Saved data entries:
□ □ □
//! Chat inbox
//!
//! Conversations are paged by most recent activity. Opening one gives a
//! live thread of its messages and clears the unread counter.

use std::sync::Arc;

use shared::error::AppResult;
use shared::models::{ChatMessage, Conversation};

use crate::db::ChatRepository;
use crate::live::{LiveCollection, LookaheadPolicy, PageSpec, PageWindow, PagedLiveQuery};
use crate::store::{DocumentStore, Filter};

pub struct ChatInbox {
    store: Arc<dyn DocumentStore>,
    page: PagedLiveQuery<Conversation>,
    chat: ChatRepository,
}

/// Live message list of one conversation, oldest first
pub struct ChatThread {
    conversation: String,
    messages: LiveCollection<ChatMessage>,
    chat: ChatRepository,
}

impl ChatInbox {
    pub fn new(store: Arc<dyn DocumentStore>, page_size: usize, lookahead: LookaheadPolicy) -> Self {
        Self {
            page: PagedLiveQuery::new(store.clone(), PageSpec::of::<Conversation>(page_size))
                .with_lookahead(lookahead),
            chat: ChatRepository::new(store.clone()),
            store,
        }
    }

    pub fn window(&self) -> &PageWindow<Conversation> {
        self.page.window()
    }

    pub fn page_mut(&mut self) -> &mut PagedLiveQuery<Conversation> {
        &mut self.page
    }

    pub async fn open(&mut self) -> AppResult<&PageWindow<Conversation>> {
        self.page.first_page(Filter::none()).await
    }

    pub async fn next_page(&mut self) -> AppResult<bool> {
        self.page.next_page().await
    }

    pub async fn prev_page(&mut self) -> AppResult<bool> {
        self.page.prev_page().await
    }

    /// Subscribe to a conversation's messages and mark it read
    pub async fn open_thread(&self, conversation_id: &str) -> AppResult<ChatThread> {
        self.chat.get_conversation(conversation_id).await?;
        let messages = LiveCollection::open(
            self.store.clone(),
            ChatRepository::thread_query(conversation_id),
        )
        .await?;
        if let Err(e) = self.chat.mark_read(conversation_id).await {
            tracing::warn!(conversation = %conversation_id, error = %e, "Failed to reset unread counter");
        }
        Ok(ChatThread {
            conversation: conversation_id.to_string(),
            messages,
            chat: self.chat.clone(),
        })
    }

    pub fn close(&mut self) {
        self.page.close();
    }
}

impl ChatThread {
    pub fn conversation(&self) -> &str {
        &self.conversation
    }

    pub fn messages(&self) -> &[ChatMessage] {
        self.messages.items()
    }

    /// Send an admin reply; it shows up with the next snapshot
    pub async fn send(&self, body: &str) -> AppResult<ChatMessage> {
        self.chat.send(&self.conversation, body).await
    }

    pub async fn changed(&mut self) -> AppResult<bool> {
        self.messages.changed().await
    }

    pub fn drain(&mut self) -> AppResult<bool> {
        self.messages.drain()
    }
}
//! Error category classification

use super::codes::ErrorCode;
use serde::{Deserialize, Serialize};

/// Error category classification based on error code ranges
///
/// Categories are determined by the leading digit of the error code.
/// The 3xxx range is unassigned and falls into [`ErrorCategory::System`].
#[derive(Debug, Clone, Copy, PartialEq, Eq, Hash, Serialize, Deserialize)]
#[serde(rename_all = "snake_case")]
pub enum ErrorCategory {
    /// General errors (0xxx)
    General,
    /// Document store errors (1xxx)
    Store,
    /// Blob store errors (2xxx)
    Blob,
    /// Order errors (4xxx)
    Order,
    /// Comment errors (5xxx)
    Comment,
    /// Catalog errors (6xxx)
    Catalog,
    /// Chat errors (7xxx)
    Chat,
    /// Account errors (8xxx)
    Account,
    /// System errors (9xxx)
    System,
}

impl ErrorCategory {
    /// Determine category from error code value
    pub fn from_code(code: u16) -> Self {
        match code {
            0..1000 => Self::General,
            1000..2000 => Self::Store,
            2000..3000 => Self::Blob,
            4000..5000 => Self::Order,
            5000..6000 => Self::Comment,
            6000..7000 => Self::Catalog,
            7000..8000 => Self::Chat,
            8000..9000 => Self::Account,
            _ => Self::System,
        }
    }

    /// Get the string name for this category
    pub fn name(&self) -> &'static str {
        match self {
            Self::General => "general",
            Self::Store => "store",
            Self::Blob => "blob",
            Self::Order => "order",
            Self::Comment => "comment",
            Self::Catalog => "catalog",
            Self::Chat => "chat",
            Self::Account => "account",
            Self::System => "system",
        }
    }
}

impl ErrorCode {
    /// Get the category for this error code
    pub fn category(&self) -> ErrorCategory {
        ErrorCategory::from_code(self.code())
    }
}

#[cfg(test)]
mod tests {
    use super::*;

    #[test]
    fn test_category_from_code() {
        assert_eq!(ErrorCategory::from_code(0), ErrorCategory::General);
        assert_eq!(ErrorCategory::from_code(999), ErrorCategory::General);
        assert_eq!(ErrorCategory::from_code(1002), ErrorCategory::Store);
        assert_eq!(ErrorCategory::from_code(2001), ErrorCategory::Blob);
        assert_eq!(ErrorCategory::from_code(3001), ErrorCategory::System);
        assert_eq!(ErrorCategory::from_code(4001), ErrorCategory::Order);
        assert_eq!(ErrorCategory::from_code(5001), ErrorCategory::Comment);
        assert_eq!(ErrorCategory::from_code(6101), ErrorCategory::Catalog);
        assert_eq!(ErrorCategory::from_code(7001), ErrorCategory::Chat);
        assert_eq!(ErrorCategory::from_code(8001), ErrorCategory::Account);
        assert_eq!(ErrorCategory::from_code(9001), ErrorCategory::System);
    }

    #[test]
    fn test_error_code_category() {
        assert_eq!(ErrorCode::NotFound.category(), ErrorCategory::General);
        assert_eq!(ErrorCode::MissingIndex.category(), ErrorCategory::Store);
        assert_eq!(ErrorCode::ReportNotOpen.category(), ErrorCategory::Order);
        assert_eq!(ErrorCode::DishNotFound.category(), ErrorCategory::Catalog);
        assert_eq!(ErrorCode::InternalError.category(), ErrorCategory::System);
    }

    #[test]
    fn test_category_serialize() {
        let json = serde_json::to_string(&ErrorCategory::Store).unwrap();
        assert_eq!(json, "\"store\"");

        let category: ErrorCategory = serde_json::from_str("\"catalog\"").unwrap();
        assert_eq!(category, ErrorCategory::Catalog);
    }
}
□ □ □
▶ _Task to carry out_
Retype each record in full, please.

▶ _Finished exercise_
//! Chat inbox
//!
//! Conversations are paged by most recent activity. Opening one gives a
//! live thread of its messages and clears the unread counter.

use std::sync::Arc;

use shared::error::AppResult;
use shared::models::{ChatMessage, Conversation};

use crate::db::ChatRepository;
use crate::live::{LiveCollection, LookaheadPolicy, PageSpec, PageWindow, PagedLiveQuery};
use crate::store::{DocumentStore, Filter};

pub struct ChatInbox {
    store: Arc<dyn DocumentStore>,
    page: PagedLiveQuery<Conversation>,
    chat: ChatRepository,
}

/// Live message list of one conversation, oldest first
pub struct ChatThread {
    conversation: String,
    messages: LiveCollection<ChatMessage>,
    chat: ChatRepository,
}

impl ChatInbox {
    pub fn new(store: Arc<dyn DocumentStore>, page_size: usize, lookahead: LookaheadPolicy) -> Self {
        Self {
            page: PagedLiveQuery::new(store.clone(), PageSpec::of::<Conversation>(page_size))
                .with_lookahead(lookahead),
            chat: ChatRepository::new(store.clone()),
            store,
        }
    }

    pub fn window(&self) -> &PageWindow<Conversation> {
        self.page.window()
    }

    pub fn page_mut(&mut self) -> &mut PagedLiveQuery<Conversation> {
        &mut self.page
    }

    pub async fn open(&mut self) -> AppResult<&PageWindow<Conversation>> {
        self.page.first_page(Filter::none()).await
    }

    pub async fn next_page(&mut self) -> AppResult<bool> {
        self.page.next_page().await
    }

    pub async fn prev_page(&mut self) -> AppResult<bool> {
        self.page.prev_page().await
    }

    /// Subscribe to a conversation's messages and mark it read
    pub async fn open_thread(&self, conversation_id: &str) -> AppResult<ChatThread> {
        self.chat.get_conversation(conversation_id).await?;
        let messages = LiveCollection::open(
            self.store.clone(),
            ChatRepository::thread_query(conversation_id),
        )
        .await?;
        if let Err(e) = self.chat.mark_read(conversation_id).await {
            tracing::warn!(conversation = %conversation_id, error = %e, "Failed to reset unread counter");
        }
        Ok(ChatThread {
            conversation: conversation_id.to_string(),
            messages,
            chat: self.chat.clone(),
        })
    }

    pub fn close(&mut self) {
        self.page.close();
    }
}

impl ChatThread {
    pub fn conversation(&self) -> &str {
        &self.conversation
    }

    pub fn messages(&self) -> &[ChatMessage] {
        self.messages.items()
    }

    /// Send an admin reply; it shows up with the next snapshot
    pub async fn send(&self, body: &str) -> AppResult<ChatMessage> {
        self.chat.send(&self.conversation, body).await
    }

    pub async fn changed(&mut self) -> AppResult<bool> {
        self.messages.changed().await
    }

    pub fn drain(&mut self) -> AppResult<bool> {
        self.messages.drain()
    }
}
//! Error category classification

use super::codes::ErrorCode;
use serde::{Deserialize, Serialize};

/// Error category classification based on error code ranges
///
/// Categories are determined by the leading digit of the error code.
/// The 3xxx range is unassigned and falls into [`ErrorCategory::System`].
#[derive(Debug, Clone, Copy, PartialEq, Eq, Hash, Serialize, Deserialize)]
#[serde(rename_all = "snake_case")]
pub enum ErrorCategory {
    /// General errors (0xxx)
    General,
    /// Document store errors (1xxx)
    Store,
    /// Blob store errors (2xxx)
    Blob,
    /// Order errors (4xxx)
    Order,
    /// Comment errors (5xxx)
    Comment,
    /// Catalog errors (6xxx)
    Catalog,
    /// Chat errors (7xxx)
    Chat,
    /// Account errors (8xxx)
    Account,
    /// System errors (9xxx)
    System,
}

impl ErrorCategory {
    /// Determine category from error code value
    pub fn from_code(code: u16) -> Self {
        match code {
            0..1000 => Self::General,
            1000..2000 => Self::Store,
            2000..3000 => Self::Blob,
            4000..5000 => Self::Order,
            5000..6000 => Self::Comment,
            6000..7000 => Self::Catalog,
            7000..8000 => Self::Chat,
            8000..9000 => Self::Account,
            _ => Self::System,
        }
    }

    /// Get the string name for this category
    pub fn name(&self) -> &'static str {
        match self {
            Self::General => "general",
            Self::Store => "store",
            Self::Blob => "blob",
            Self::Order => "order",
            Self::Comment => "comment",
            Self::Catalog => "catalog",
            Self::Chat => "chat",
            Self::Account => "account",
            Self::System => "system",
        }
    }
}

impl ErrorCode {
    /// Get the category for this error code
    pub fn category(&self) -> ErrorCategory {
        ErrorCategory::from_code(self.code())
    }
}

#[cfg(test)]
mod tests {
    use super::*;

    #[test]
    fn test_category_from_code() {
        assert_eq!(ErrorCategory::from_code(0), ErrorCategory::General);
        assert_eq!(ErrorCategory::from_code(999), ErrorCategory::General);
        assert_eq!(ErrorCategory::from_code(1002), ErrorCategory::Store);
        assert_eq!(ErrorCategory::from_code(2001), ErrorCategory::Blob);
        assert_eq!(ErrorCategory::from_code(3001), ErrorCategory::System);
        assert_eq!(ErrorCategory::from_code(4001), ErrorCategory::Order);
        assert_eq!(ErrorCategory::from_code(5001), ErrorCategory::Comment);
        assert_eq!(ErrorCategory::from_code(6101), ErrorCategory::Catalog);
        assert_eq!(ErrorCategory::from_code(7001), ErrorCategory::Chat);
        assert_eq!(ErrorCategory::from_code(8001), ErrorCategory::Account);
        assert_eq!(ErrorCategory::from_code(9001), ErrorCategory::System);
    }

    #[test]
    fn test_error_code_category() {
        assert_eq!(ErrorCode::NotFound.category(), ErrorCategory::General);
        assert_eq!(ErrorCode::MissingIndex.category(), ErrorCategory::Store);
        assert_eq!(ErrorCode::ReportNotOpen.category(), ErrorCategory::Order);
        assert_eq!(ErrorCode::DishNotFound.category(), ErrorCategory::Catalog);
        assert_eq!(ErrorCode::InternalError.category(), ErrorCategory::System);
    }

    #[test]
    fn test_category_serialize() {
        let json = serde_json::to_string(&ErrorCategory::Store).unwrap();
        assert_eq!(json, "\"store\"");

        let category: ErrorCategory = serde_json::from_str("\"catalog\"").unwrap();
        assert_eq!(category, ErrorCategory::Catalog);
    }
}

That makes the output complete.